Conrad Abu Dhabi Etihad Towers Design Editorial

Five towers rising from the Ras Al Akhdar peninsula on Abu Dhabi's western corniche, designed by Asymptote Architecture's Hani Rashid and Lise Anne Couture and completed in 2011, gave the UAE capital one of its most recognizable skyline gestures — sinuous glass forms tapering at their crowns, each clad in a blue-silver curtain wall that shifts register with the light off the Arabian Gulf. Conrad Abu Dhabi Etihad Towers inhabits the second of those five towers, a 77-floor structure whose curved glass facade and elliptical podium are clearly visible from the water, the rounded base housing restaurants, a beach club, and the pool terrace behind floor-to-ceiling glazing at its lower levels.
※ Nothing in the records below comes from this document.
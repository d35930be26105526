/// Tool for creating new habits
///
/// This module implements the habit_create MCP tool.

use serde::{Deserialize, Serialize};
use crate::domain::Habit;
use crate::storage::{StorageError, TrackerStorage};

/// Parameters for creating a new habit
#[derive(Debug, Deserialize)]
pub struct CreateHabitParams {
    pub name: String,
    pub description: Option<String>,
    /// Defaults to 7 (daily habit)
    pub target_per_week: Option<u32>,
    pub color: Option<String>,
    pub icon: Option<String>,
}

/// Response from creating a habit
#[derive(Debug, Serialize)]
pub struct CreateHabitResponse {
    pub success: bool,
    pub habit_id: Option<String>,
    pub message: String,
}

/// Create a new habit using the provided storage
pub fn create_habit<S: TrackerStorage>(
    storage: &S,
    params: CreateHabitParams,
) -> Result<CreateHabitResponse, StorageError> {
    let habit = Habit::new(
        params.name.clone(),
        params.description,
        params.target_per_week.unwrap_or(7),
        params.color,
        params.icon,
    )
    .map_err(|e| StorageError::InvalidInput(e.to_string()))?;

    let habit_id = habit.id.to_string();

    storage.create_habit(&habit)?;

    Ok(CreateHabitResponse {
        success: true,
        habit_id: Some(habit_id),
        message: format!("Created habit '{}'! Ready to start your streak!", params.name),
    })
}
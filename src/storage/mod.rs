/// Storage layer for persisting tracker data
///
/// This module handles all database operations using SQLite. It provides
/// a clean interface for storing and retrieving habits, habit logs, mood
/// entries and focus sessions.

pub mod sqlite;
pub mod migrations;

// Re-export the main storage types
pub use sqlite::*;

use chrono::NaiveDate;
use thiserror::Error;
use crate::domain::{FocusSession, Habit, HabitId, HabitLog, MoodEntry};

/// Errors that can occur during storage operations
#[derive(Error, Debug)]
pub enum StorageError {
    #[error("Database connection error: {0}")]
    Connection(String),

    #[error("Database query error: {0}")]
    Query(#[from] rusqlite::Error),

    #[error("Habit not found: {habit_id}")]
    HabitNotFound { habit_id: String },

    #[error("Invalid input: {0}")]
    InvalidInput(String),

    #[error("Migration error: {0}")]
    Migration(String),
}

/// Trait defining the storage interface for tracker records
///
/// This trait allows us to potentially swap out SQLite for other databases
/// in the future while keeping the same interface. Uniqueness of habit logs
/// per (habit, date) and mood entries per date is enforced here via upserts,
/// not by the analytics engine.
pub trait TrackerStorage {
    /// Create a new habit
    fn create_habit(&self, habit: &Habit) -> Result<(), StorageError>;

    /// Get a habit by ID
    fn get_habit(&self, habit_id: &HabitId) -> Result<Habit, StorageError>;

    /// List all habits, newest first
    fn list_habits(&self) -> Result<Vec<Habit>, StorageError>;

    /// Insert a habit log, replacing any existing log for the same (habit, date)
    fn upsert_log(&self, log: &HabitLog) -> Result<(), StorageError>;

    /// List habit logs, optionally restricted to one habit, newest first
    fn list_logs(&self, habit_id: Option<&HabitId>) -> Result<Vec<HabitLog>, StorageError>;

    /// Get all habit logs within an inclusive date range
    fn logs_in_range(
        &self,
        start_date: NaiveDate,
        end_date: NaiveDate,
    ) -> Result<Vec<HabitLog>, StorageError>;

    /// Insert a mood entry, replacing any existing entry for the same date
    fn upsert_mood(&self, entry: &MoodEntry) -> Result<(), StorageError>;

    /// List mood entries, newest first
    fn list_moods(&self) -> Result<Vec<MoodEntry>, StorageError>;

    /// Get all mood entries within an inclusive date range
    fn moods_in_range(
        &self,
        start_date: NaiveDate,
        end_date: NaiveDate,
    ) -> Result<Vec<MoodEntry>, StorageError>;

    /// Create a new focus session (sessions are never unique per day)
    fn create_session(&self, session: &FocusSession) -> Result<(), StorageError>;

    /// List focus sessions, newest first
    fn list_sessions(&self) -> Result<Vec<FocusSession>, StorageError>;

    /// Get all focus sessions within an inclusive date range
    fn sessions_in_range(
        &self,
        start_date: NaiveDate,
        end_date: NaiveDate,
    ) -> Result<Vec<FocusSession>, StorageError>;
}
Guest rooms are configured to maximize the panoramic views that justify the tower's height — floor-to-ceiling windows frame the Gulf and the Abu Dhabi skyline at an elevation that makes the city feel genuinely distant. The interiors favour a neutral palette of taupe, dark-stained oak, and ivory, anchored by boldly patterned carpets with arabesque motifs that carry a quiet regional inflection without resorting to pastiche. The pool deck, sheltered within the elliptical podium and furnished with teak-topped dining tables and woven resin chairs beneath ochre-canvas umbrellas, offers a more intimate counterpoint to the beach below, where rows of white parasols and dark sun loungers extend to the Gulf's edge.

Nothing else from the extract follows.